WORK REQUIRED: The expected output is every entry, copied exactly.

(SOURCE DATA begins)

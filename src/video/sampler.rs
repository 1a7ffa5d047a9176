//! Frame sampling
//!
//! Picks evenly spaced, de-duplicated frames from a time window.

use serde::Serialize;

use crate::error::{PlateError, Result};

/// One frame selected for processing
#[derive(Debug, Clone, Copy, PartialEq, Serialize)]
pub struct FrameSample {
    pub frame_index: u64,
    /// Presentation time of `frame_index`
    pub timestamp_seconds: f64,
}

/// Stream properties the sampler needs
#[derive(Debug, Clone, Copy, PartialEq)]
pub struct VideoInfo {
    pub duration_seconds: f64,
    pub frames_per_second: f64,
}

impl VideoInfo {
    /// Number of decodable frames, at least one for a non-empty stream
    pub fn frame_total(&self) -> u64 {
        let frames = (self.duration_seconds * self.frames_per_second).ceil();
        if frames.is_finite() && frames >= 1.0 {
            frames as u64
        } else {
            0
        }
    }
}

/// Sample up to `frame_count` frames from `[start, end]`.
///
/// The window is clamped to the video first. Timestamps are spread evenly
/// including both ends (the midpoint when one frame is asked for), mapped
/// to the nearest frame and de-duplicated, so the result may be shorter
/// than requested. A count covering the whole window returns every frame
/// in it.
pub fn sample_frames(
    start_seconds: f64,
    end_seconds: f64,
    frame_count: usize,
    video: &VideoInfo,
) -> Result<Vec<FrameSample>> {
    if frame_count == 0 {
        return Err(PlateError::InvalidConfig(
            "frame_count must be at least 1".to_string(),
        ));
    }
    if !video.frames_per_second.is_finite() || video.frames_per_second <= 0.0 {
        return Err(PlateError::InvalidConfig(format!(
            "frame rate must be positive, got {}",
            video.frames_per_second
        )));
    }

    let duration = video.duration_seconds;
    let invalid = || PlateError::InvalidTimeRange {
        start: start_seconds,
        end: end_seconds,
        duration,
    };
    if !duration.is_finite() || duration <= 0.0 || start_seconds.is_nan() || end_seconds.is_nan() {
        return Err(invalid());
    }

    let start = start_seconds.clamp(0.0, duration);
    let end = end_seconds.clamp(0.0, duration);
    if end <= start {
        return Err(invalid());
    }

    let last_index = video.frame_total().saturating_sub(1);
    let fps = video.frames_per_second;
    let index_at = |timestamp: f64| ((timestamp * fps).round() as u64).min(last_index);

    let first_frame = index_at(start);
    let last_frame = index_at(end);
    let window_frames = last_frame - first_frame + 1;
    let to_sample = |frame_index: u64| FrameSample {
        frame_index,
        timestamp_seconds: frame_index as f64 / fps,
    };

    // Asking for at least as many frames as the window holds yields all of them
    if frame_count as u64 >= window_frames {
        return Ok((first_frame..=last_frame).map(to_sample).collect());
    }

    let timestamps: Vec<f64> = if frame_count == 1 {
        vec![(start + end) / 2.0]
    } else {
        let step = (end - start) / (frame_count - 1) as f64;
        (0..frame_count).map(|i| start + step * i as f64).collect()
    };

    let mut samples: Vec<FrameSample> = Vec::with_capacity(frame_count);
    for timestamp in timestamps {
        let frame_index = index_at(timestamp);
        // Timestamps are non-decreasing, so duplicates are adjacent
        if samples.last().map(|s| s.frame_index) == Some(frame_index) {
            continue;
        }
        samples.push(to_sample(frame_index));
    }

    Ok(samples)
}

(SOURCE DATA ends)

RESPONSE AREA:
filename src/video/sampler.rs
repository 1a7ffa5d047a9176
//! Frame sampling
//!
//! Picks evenly spaced, de-duplicated frames from a time window.

use serde::Serialize;

use crate::error::{PlateError, Result};

/// One frame selected for processing
#[derive(Debug, Clone, Copy, PartialEq, Serialize)]
pub struct FrameSample {
    pub frame_index: u64,
    /// Presentation time of `frame_index`
    pub timestamp_seconds: f64,
}

/// Stream properties the sampler needs
#[derive(Debug, Clone, Copy, PartialEq)]
pub struct VideoInfo {
    pub duration_seconds: f64,
    pub frames_per_second: f64,
}

impl VideoInfo {
    /// Number of decodable frames, at least one for a non-empty stream
    pub fn frame_total(&self) -> u64 {
        let frames = (self.duration_seconds * self.frames_per_second).ceil();
        if frames.is_finite() && frames >= 1.0 {
            frames as u64
        } else {
            0
        }
    }
}

/// Sample up to `frame_count` frames from `[start, end]`.
///
/// The window is clamped to the video first. Timestamps are spread evenly
/// including both ends (the midpoint when one frame is asked for), mapped
/// to the nearest frame and de-duplicated, so the result may be shorter
/// than requested. A count covering the whole window returns every frame
/// in it.
pub fn sample_frames(
    start_seconds: f64,
    end_seconds: f64,
    frame_count: usize,
    video: &VideoInfo,
) -> Result<Vec<FrameSample>> {
    if frame_count == 0 {
        return Err(PlateError::InvalidConfig(
            "frame_count must be at least 1".to_string(),
        ));
    }
    if !video.frames_per_second.is_finite() || video.frames_per_second <= 0.0 {
        return Err(PlateError::InvalidConfig(format!(
            "frame rate must be positive, got {}",
            video.frames_per_second
        )));
    }

    let duration = video.duration_seconds;
    let invalid = || PlateError::InvalidTimeRange {
        start: start_seconds,
        end: end_seconds,
        duration,
    };
    if !duration.is_finite() || duration <= 0.0 || start_seconds.is_nan() || end_seconds.is_nan() {
        return Err(invalid());
    }

    let start = start_seconds.clamp(0.0, duration);
    let end = end_seconds.clamp(0.0, duration);
    if end <= start {
        return Err(invalid());
    }

    let last_index = video.frame_total().saturating_sub(1);
    let fps = video.frames_per_second;
    let index_at = |timestamp: f64| ((timestamp * fps).round() as u64).min(last_index);

    let first_frame = index_at(start);
    let last_frame = index_at(end);
    let window_frames = last_frame - first_frame + 1;
    let to_sample = |frame_index: u64| FrameSample {
        frame_index,
        timestamp_seconds: frame_index as f64 / fps,
    };

    // Asking for at least as many frames as the window holds yields all of them
    if frame_count as u64 >= window_frames {
        return Ok((first_frame..=last_frame).map(to_sample).collect());
    }

    let timestamps: Vec<f64> = if frame_count == 1 {
        vec![(start + end) / 2.0]
    } else {
        let step = (end - start) / (frame_count - 1) as f64;
        (0..frame_count).map(|i| start + step * i as f64).collect()
    };

    let mut samples: Vec<FrameSample> = Vec::with_capacity(frame_count);
    for timestamp in timestamps {
        let frame_index = index_at(timestamp);
        // Timestamps are non-decreasing, so duplicates are adjacent
        if samples.last().map(|s| s.frame_index) == Some(frame_index) {
            continue;
        }
        samples.push(to_sample(frame_index));
    }

    Ok(samples)
}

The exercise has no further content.